Now that I have taken the dive bait and started baking with my Yeast Water Starter, it was time to try something a little more complicated. Following the lead of my friend DA Brownman, I decided to try a combo yeast water levain and AP sourdough levain. To make it interesting I made the yeast water levain using 100% durum flour in a 2 build process and combined this with my existing refreshed AP sourdough starter.
For the final dough I mixed in some Oat flour and some Wheat Germ for nuttiness along with a majority of Durum flour, some mashed potatoes with the skins and some walnut oil.
I have to say that this ended up being a great tasting bread with a wonderful crust and crumb. I’m going to grill some for dinner tonight with some olive oil and grated cheese mixture which I anticipate will be mouth-watering.
Yeast Water Starter Build 1
50 grams Durum Flour (KAF)
50 grams Yeast Water Starter
Mix the flour and Yeast Water in a bowl until thoroughly combined. Cover the bowl and let it sit at room temperature for around 4 hours. The starter should almost double when ready to proceed to build 2.
Add ingredients below to starter from above and mix until incorporated. Cover with plastic wrap and let sit at room temperature for 4 hours.
100 grams Durum Flour
50 grams Yeast Water
Main Dough Ingredients
125 grams Refreshed AP Starter (65% hydration)
250 grams Durum Yeast Water Starter (all of starter from above)

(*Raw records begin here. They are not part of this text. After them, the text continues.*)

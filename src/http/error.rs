//! Error types for a single HTTP attempt.

use thiserror::Error;

/// Error type for transport operations.
///
/// Describes what went wrong without dictating recovery strategy.
/// Whether a failure is retried is decided by [`classify`](super::classify).
#[derive(Debug, Error)]
pub enum HttpError {
    /// Network connection failed.
    ///
    /// This includes DNS resolution failures, connection refused,
    /// and other network-level errors.
    #[error("Connection error: {0}")]
    Connection(#[source] Box<dyn std::error::Error + Send + Sync>),

    /// Request timed out.
    ///
    /// The server did not respond within the configured timeout period.
    #[error("Request timed out")]
    Timeout,

    /// The provided URL is invalid.
    ///
    /// This typically indicates a caller error rather than
    /// a transient failure.
    #[error("Invalid URL: {0}")]
    InvalidUrl(String),
}

/// Why one attempt did not produce a usable response.
#[derive(Debug, Error)]
pub enum AttemptError {
    /// The transport itself failed.
    #[error(transparent)]
    Http(#[from] HttpError),

    /// The server answered with a non-success status.
    #[error("Server returned {status}{}", body_suffix(.body.as_deref()))]
    Status {
        /// HTTP status code
        status: http::StatusCode,
        /// Response body, if it was valid UTF-8
        body: Option<String>,
    },
}

impl AttemptError {
    /// Returns the HTTP status, if the server answered at all.
    #[must_use]
    pub const fn status(&self) -> Option<http::StatusCode> {
        match self {
            Self::Status { status, .. } => Some(*status),
            Self::Http(_) => None,
        }
    }
}

fn body_suffix(body: Option<&str>) -> String {
    match body {
        Some(text) if !text.is_empty() => format!(": {text}"),
        _ => String::new(),
    }
}
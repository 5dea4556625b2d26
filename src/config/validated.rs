//! Validated configuration after merging CLI and TOML sources.
//!
//! This module contains the final, validated configuration that is used
//! by the application. All validation is performed during construction.

use std::fmt;
use std::path::Path;
use std::time::Duration;

use http::header::{AUTHORIZATION, HeaderName, HeaderValue};
use http::{HeaderMap, Method};
use url::Url;

use crate::call::RetrySchedule;
use crate::http::HttpRequest;

use super::cli::Cli;
use super::defaults;
use super::error::{ConfigError, field};
use super::toml::TomlConfig;

/// Fully validated configuration ready for use by the application.
///
/// This struct represents a complete, validated configuration where all
/// required fields are present and all values have been validated.
///
/// # Construction
///
/// Use [`ValidatedConfig::from_raw`] to create from CLI args and optional TOML config.
/// The function validates all inputs and returns errors for invalid configurations.
#[derive(Debug)]
pub struct ValidatedConfig {
    /// Target URL (required)
    pub url: Url,

    /// HTTP method
    pub method: Method,

    /// HTTP headers, including `Authorization` when a bearer token is set
    pub headers: HeaderMap,

    /// Request body, if any
    pub body: Option<Vec<u8>>,

    /// Delays before each retry
    pub schedule: RetrySchedule,

    /// Per-attempt timeout
    pub timeout: Duration,

    /// Verbose logging enabled
    pub verbose: bool,
}

impl fmt::Display for ValidatedConfig {
    fn fmt(&self, f: &mut fmt::Formatter<'_>) -> fmt::Result {
        let body = self
            .body
            .as_ref()
            .map_or_else(|| "none".to_string(), |b| format!("{} bytes", b.len()));

        write!(
            f,
            "Config {{ url: {}, method: {}, headers: {}, body: {}, retry: [{}], timeout: {}s }}",
            self.url,
            self.method,
            self.headers.len(),
            body,
            self.schedule,
            self.timeout.as_secs(),
        )
    }
}

impl ValidatedConfig {
    /// Creates a validated configuration from CLI arguments and optional TOML config.
    ///
    /// CLI arguments take precedence over TOML config values.
    ///
    /// # Errors
    ///
    /// Returns an error if:
    /// - The URL is missing, malformed, or not http/https
    /// - The method is not a supported verb
    /// - Header format is invalid
    /// - Body sources conflict or the body file cannot be read
    /// - A retry interval or the timeout is out of range
    pub fn from_raw(cli: &Cli, toml: Option<&TomlConfig>) -> Result<Self, ConfigError> {
        let url = Self::resolve_url(cli, toml)?;
        let method = Self::resolve_method(cli, toml)?;
        let headers = Self::resolve_headers(cli, toml)?;
        let body = Self::resolve_body(cli, toml)?;
        let schedule = Self::resolve_schedule(cli, toml)?;
        let timeout = Self::resolve_timeout(cli, toml)?;

        Ok(Self {
            url,
            method,
            headers,
            body,
            schedule,
            timeout,
            verbose: cli.verbose,
        })
    }

    /// Loads and merges configuration from CLI and optional config file.
    ///
    /// If `cli.config` is set, loads the TOML file from that path.
    ///
    /// # Errors
    ///
    /// Returns an error if:
    /// - The config file cannot be read or parsed
    /// - The merged configuration is invalid
    pub fn load(cli: &Cli) -> Result<Self, ConfigError> {
        let toml = if let Some(ref path) = cli.config {
            Some(TomlConfig::load(path)?)
        } else {
            None
        };

        Self::from_raw(cli, toml.as_ref())
    }

    /// Builds the request sent on every attempt.
    #[must_use]
    pub fn request(&self) -> HttpRequest {
        let mut request =
            HttpRequest::new(self.method.clone(), self.url.clone()).with_headers(self.headers.clone());
        request.body.clone_from(&self.body);
        request
    }

    fn resolve_url(cli: &Cli, toml: Option<&TomlConfig>) -> Result<Url, ConfigError> {
        // CLI takes precedence
        let url_str = cli
            .url
            .as_deref()
            .or_else(|| toml.and_then(|t| t.request.url.as_deref()))
            .ok_or_else(|| {
                ConfigError::missing(field::URL, "Use --url or set request.url in config file")
            })?;

        HttpRequest::parse_url(url_str).map_err(|reason| ConfigError::InvalidUrl {
            url: url_str.to_string(),
            reason,
        })
    }

    fn resolve_method(cli: &Cli, toml: Option<&TomlConfig>) -> Result<Method, ConfigError> {
        // Priority: CLI explicit > TOML > default
        let method_str = cli
            .method
            .as_deref()
            .or_else(|| toml.and_then(|t| t.request.method.as_deref()))
            .unwrap_or(defaults::METHOD);

        HttpRequest::parse_method(method_str)
            .ok_or_else(|| ConfigError::InvalidMethod(method_str.to_string()))
    }

    fn resolve_headers(cli: &Cli, toml: Option<&TomlConfig>) -> Result<HeaderMap, ConfigError> {
        let mut headers = HeaderMap::new();

        // Add TOML headers first (CLI can override)
        if let Some(toml) = toml {
            for (name, value) in &toml.request.headers {
                let header_name = parse_header_name(name)?;
                let header_value = parse_header_value(name, value)?;
                headers.insert(header_name, header_value);
            }
        }

        // Add CLI headers (override TOML)
        for header_str in &cli.headers {
            let (name, value) = parse_header_string(header_str)?;
            let header_name = parse_header_name(&name)?;
            let header_value = parse_header_value(&name, &value)?;
            headers.insert(header_name, header_value);
        }

        // Handle bearer token (CLI wins, then TOML)
        let bearer = cli
            .bearer
            .as_deref()
            .or_else(|| toml.and_then(|t| t.request.bearer.as_deref()));

        if let Some(token) = bearer {
            let auth_value = format!("Bearer {token}");
            let mut header_value = parse_header_value("Authorization", &auth_value)?;
            header_value.set_sensitive(true);
            headers.insert(AUTHORIZATION, header_value);
        }

        Ok(headers)
    }

    fn resolve_body(cli: &Cli, toml: Option<&TomlConfig>) -> Result<Option<Vec<u8>>, ConfigError> {
        // A body given on the command line replaces the config file's body
        // entirely, whichever form either of them uses.
        let cli_source = body_source(
            cli.body.as_deref(),
            cli.body_file.as_deref(),
            "command line",
        )?;
        let source = match cli_source {
            Some(source) => Some(source),
            None => match toml {
                Some(t) => body_source(
                    t.request.body.as_deref(),
                    t.request.body_file.as_deref(),
                    "config file",
                )?,
                None => None,
            },
        };

        match source {
            None => Ok(None),
            Some(BodySource::Inline(text)) => Ok(Some(text.as_bytes().to_vec())),
            Some(BodySource::File(path)) => std::fs::read(path)
                .map(Some)
                .map_err(|e| ConfigError::FileRead {
                    path: path.to_path_buf(),
                    source: e,
                }),
        }
    }

    fn resolve_schedule(
        cli: &Cli,
        toml: Option<&TomlConfig>,
    ) -> Result<RetrySchedule, ConfigError> {
        if cli.no_retry {
            return Ok(RetrySchedule::none());
        }

        // Priority: CLI explicit > TOML > default
        let intervals = cli
            .retry_intervals
            .as_deref()
            .or_else(|| toml.and_then(|t| t.retry.intervals.as_deref()))
            .unwrap_or(&defaults::RETRY_INTERVALS_SECS[..]);

        if let Some(too_long) = intervals
            .iter()
            .find(|&&secs| secs > defaults::RETRY_INTERVAL_MAX_SECS)
        {
            return Err(ConfigError::InvalidRetry(format!(
                "interval {too_long}s exceeds the maximum of {}s",
                defaults::RETRY_INTERVAL_MAX_SECS
            )));
        }

        Ok(RetrySchedule::from_secs(intervals))
    }

    fn resolve_timeout(cli: &Cli, toml: Option<&TomlConfig>) -> Result<Duration, ConfigError> {
        // Priority: CLI explicit > TOML > default
        let seconds = cli
            .timeout
            .or_else(|| toml.and_then(|t| t.transport.timeout))
            .unwrap_or(defaults::TIMEOUT_SECS);

        if seconds == 0 {
            return Err(ConfigError::InvalidDuration {
                field: "timeout",
                reason: "must be greater than 0".to_string(),
            });
        }

        Ok(Duration::from_secs(seconds))
    }
}

/// Writes the default configuration template to a file.
///
/// # Errors
///
/// Returns an error if the file cannot be written.
pub fn write_default_config(path: &Path) -> Result<(), ConfigError> {
    let template = super::toml::default_config_template();
    std::fs::write(path, template).map_err(|e| ConfigError::FileWrite {
        path: path.to_path_buf(),
        source: e,
    })
}

// Helper functions

enum BodySource<'a> {
    Inline(&'a str),
    File(&'a Path),
}

fn body_source<'a>(
    inline: Option<&'a str>,
    file: Option<&'a Path>,
    origin: &'static str,
) -> Result<Option<BodySource<'a>>, ConfigError> {
    match (inline, file) {
        (Some(_), Some(_)) => Err(ConfigError::ConflictingBody { origin }),
        (Some(text), None) => Ok(Some(BodySource::Inline(text))),
        (None, Some(path)) => Ok(Some(BodySource::File(path))),
        (None, None) => Ok(None),
    }
}

fn parse_header_string(s: &str) -> Result<(String, String), ConfigError> {
    // Try "Key=Value" format first
    if let Some((name, value)) = s.split_once('=') {
        return Ok((name.trim().to_string(), value.trim().to_string()));
    }

    // Try "Key: Value" format
    if let Some((name, value)) = s.split_once(':') {
        return Ok((name.trim().to_string(), value.trim().to_string()));
    }

    Err(ConfigError::InvalidHeader {
        value: s.to_string(),
    })
}

fn parse_header_name(name: &str) -> Result<HeaderName, ConfigError> {
    name.parse::<HeaderName>()
        .map_err(|e| ConfigError::InvalidHeaderName {
            name: name.to_string(),
            reason: e.to_string(),
        })
}

fn parse_header_value(name: &str, value: &str) -> Result<HeaderValue, ConfigError> {
    HeaderValue::from_str(value).map_err(|e| ConfigError::InvalidHeaderValue {
        name: name.to_string(),
        reason: e.to_string(),
    })
}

40 grams Roasted Wheat Germ
50 grams Oat Flour
455 grams Durum Flour
161 grams Mashed Potatoes (I like to mash them with the skins on and used red potatoes)
8 grams Walnut Oil
18 grams Salt (Sea Salt or Table Salt)
400 grams Water (80 to 90 degrees F.)
Mix the starters with the water and stir to break it up. Next mix in the flours into the starter mixture and mix for 2 minutes with your mixer or by hand. Let the dough autolyse for 30 minutes to an hour in your bowl covered with a cloth or plastic wrap. Next add in the salt, mashed potatoes and oil and mix on speed #2 for 4 minutes or by hand. The dough should have come together in a ball and be tacky but not too sticky.
Next take the dough out of the bowl and place it on your work surface. Do a stretch and fold and rest the dough uncovered for 10 minutes. After the rest do another stretch and fold and cover the dough and let it rest for 10 minutes. Do one more stretch and fold and put the dough into a lightly oiled bowl and let it sit at room temperature covered for 2 hours. After 2 hours you can put the dough into the refrigerator for 24 hours or up to 2 days before baking. Feel free to do some additional S & F’s if you feel it is necessary.
The next day (or when ready to bake) let the dough sit out at room temperature for 2 hours. After 2 hours form the dough into your desired shape and put them in floured bannetons, bowls or on a baking sheet and let them rise covered for 2 hours. Score the loaves as desired and prepare your oven for baking with steam.
Set your oven for 500 degrees F. at least 30 minutes before ready to bake. When ready to bake place the loaves into your on your oven stone with steam and lower the temperature immediately to 450 degrees. It should take around 20 – 30 minutes to bake until both loaves are golden brown and reached an internal temperature of 200 – 210 degrees F.
Let the loaves cool down for at least an hour or so before eating as desired.